Restate the data that follows exactly as it stands, beginning with the first line and ending with the line that contains "pub fn equip(&mut".

(Stored data entries)
━━━━━━

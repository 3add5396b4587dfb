//! CharacterData - The static sheet a battle participant is built from

use crate::ability::AbilityData;
use crate::config::ProgressionConstants;
use crate::source::{compose_stats, BaseStatsSource, EquipmentData, StatSource};
use crate::stats::{self, CharacterStats};
use crate::types::{CharacterClass, Element, EquipmentSlot};
use serde::{Deserialize, Serialize};
use std::collections::BTreeMap;

/// Static character definition: class, attributes, abilities and gear
#[derive(Debug, Clone, PartialEq, Serialize, Deserialize)]
pub struct CharacterData {
    pub name: String,
    pub class: CharacterClass,
    #[serde(default = "default_level")]
    pub level: u32,
    #[serde(default)]
    pub current_xp: u32,
    #[serde(default)]
    pub base_stats: CharacterStats,
    /// Everything the action menu can offer, generic actions included
    #[serde(default)]
    pub abilities: Vec<AbilityData>,
    #[serde(default)]
    pub passives: Vec<AbilityData>,
    #[serde(default)]
    pub equipment: BTreeMap<EquipmentSlot, EquipmentData>,
    /// Element an element-inheriting bolt uses before any elemental spell is cast
    #[serde(default)]
    pub default_element: Element,
}

fn default_level() -> u32 {
    1
}

impl CharacterData {
    pub fn new(name: &str, class: CharacterClass, base_stats: CharacterStats) -> Self {
        CharacterData {
            name: name.to_string(),
            class,
            level: 1,
            current_xp: 0,
            base_stats,
            abilities: Vec::new(),
            passives: Vec::new(),
            equipment: BTreeMap::new(),
            default_element: Element::None,
        }
    }

    pub fn with_ability(mut self, ability: AbilityData) -> Self {
        self.abilities.push(ability);
        self
    }

    pub fn with_abilities(mut self, abilities: impl IntoIterator<Item = AbilityData>) -> Self {
        self.abilities.extend(abilities);
        self
    }

    pub fn with_passive(mut self, passive: AbilityData) -> Self {
        self.passives.push(passive);
        self
    }

    pub fn with_default_element(mut self, element: Element) -> Self {
        self.default_element = element;
        self
    }

    /// Equip an item in its slot, returning whatever was there before
    pub fn equip(&mut self, item: EquipmentData) -> Option<EquipmentData> {
        self.equipment.insert(item.slot, item)
    }

    pub fn unequip(&mut self, slot: EquipmentSlot) -> Option<EquipmentData> {
        self.equipment.remove(&slot)
    }

    /// Base stats plus every equipped modifier
    pub fn total_stats(&self) -> CharacterStats {
        let base = BaseStatsSource::new(self.base_stats);
        let mut sources: Vec<&dyn StatSource> = vec![&base];
        sources.extend(self.equipment.values().map(|item| item as &dyn StatSource));
        compose_stats(&sources)
    }

    /// Experience needed to reach the next level
    pub fn xp_to_next_level(&self, constants: &ProgressionConstants) -> u32 {
        stats::xp_to_level(self.level, constants)
    }

    pub fn ability(&self, name: &str) -> Option<&AbilityData> {
        self.abilities.iter().find(|a| a.name == name)
    }
}

#[cfg(test)]
mod tests {
    use super::*;
    use crate::config::GameplayConfig;

    fn knight() -> CharacterData {
        CharacterData::new(
            "Aldric",
            CharacterClass::Warrior,
            CharacterStats::new(8, 5, 2, 7, 4, 3, 6, 2, 4),
        )
    }

    #[test]
    fn test_total_stats_include_equipment() {
        let mut data = knight();
        data.equip(EquipmentData::new(
            "Greatsword",
            EquipmentSlot::Hand1,
            CharacterStats {
                strength: 3,
                initiative: -1,
                ..Default::default()
            },
        ));
        data.equip(EquipmentData::new(
            "Mail",
            EquipmentSlot::Chest,
            CharacterStats {
                armor: 4,
                ..Default::default()
            },
        ));

        let total = data.total_stats();
        assert_eq!(total.strength, 10);
        assert_eq!(total.armor, 10);
        assert_eq!(total.initiative, 3);
    }

    #[test]
    fn test_equip_replaces_slot() {
        let mut data = knight();
        let first = EquipmentData::new("Dagger", EquipmentSlot::Hand1, CharacterStats::default());
        let second = EquipmentData::new("Axe", EquipmentSlot::Hand1, CharacterStats::default());

        assert!(data.equip(first).is_none());
        let previous = data.equip(second);
        assert_eq!(previous.map(|item| item.name), Some("Dagger".to_string()));
        assert_eq!(data.equipment.len(), 1);

        assert!(data.unequip(EquipmentSlot::Hand1).is_some());
        assert_eq!(data.total_stats(), data.base_stats);
    }

    #[test]
    fn test_xp_to_next_level() {
        let config = GameplayConfig::default();
        let mut data = knight();
        assert_eq!(data.xp_to_next_level(&config.progression), 100);
        data.level = 2;
        assert_eq!(data.xp_to_next_level(&config.progression), 125);
    }
}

━━━━━━

**Exercise solution**
repository 3add5396b4587dfb
//! CharacterData - The static sheet a battle participant is built from

use crate::ability::AbilityData;
use crate::config::ProgressionConstants;
use crate::source::{compose_stats, BaseStatsSource, EquipmentData, StatSource};
use crate::stats::{self, CharacterStats};
use crate::types::{CharacterClass, Element, EquipmentSlot};
use serde::{Deserialize, Serialize};
use std::collections::BTreeMap;

/// Static character definition: class, attributes, abilities and gear
#[derive(Debug, Clone, PartialEq, Serialize, Deserialize)]
pub struct CharacterData {
    pub name: String,
    pub class: CharacterClass,
    #[serde(default = "default_level")]
    pub level: u32,
    #[serde(default)]
    pub current_xp: u32,
    #[serde(default)]
    pub base_stats: CharacterStats,
    /// Everything the action menu can offer, generic actions included
    #[serde(default)]
    pub abilities: Vec<AbilityData>,
    #[serde(default)]
    pub passives: Vec<AbilityData>,
    #[serde(default)]
    pub equipment: BTreeMap<EquipmentSlot, EquipmentData>,
    /// Element an element-inheriting bolt uses before any elemental spell is cast
    #[serde(default)]
    pub default_element: Element,
}

fn default_level() -> u32 {
    1
}

impl CharacterData {
    pub fn new(name: &str, class: CharacterClass, base_stats: CharacterStats) -> Self {
        CharacterData {
            name: name.to_string(),
            class,
            level: 1,
            current_xp: 0,
            base_stats,
            abilities: Vec::new(),
            passives: Vec::new(),
            equipment: BTreeMap::new(),
            default_element: Element::None,
        }
    }

    pub fn with_ability(mut self, ability: AbilityData) -> Self {
        self.abilities.push(ability);
        self
    }

    pub fn with_abilities(mut self, abilities: impl IntoIterator<Item = AbilityData>) -> Self {
        self.abilities.extend(abilities);
        self
    }

    pub fn with_passive(mut self, passive: AbilityData) -> Self {
        self.passives.push(passive);
        self
    }

    pub fn with_default_element(mut self, element: Element) -> Self {
        self.default_element = element;
        self
    }

    /// Equip an item in its slot, returning whatever was there before
    pub fn equip(&mut self, item: EquipmentData) -> Option<EquipmentData> {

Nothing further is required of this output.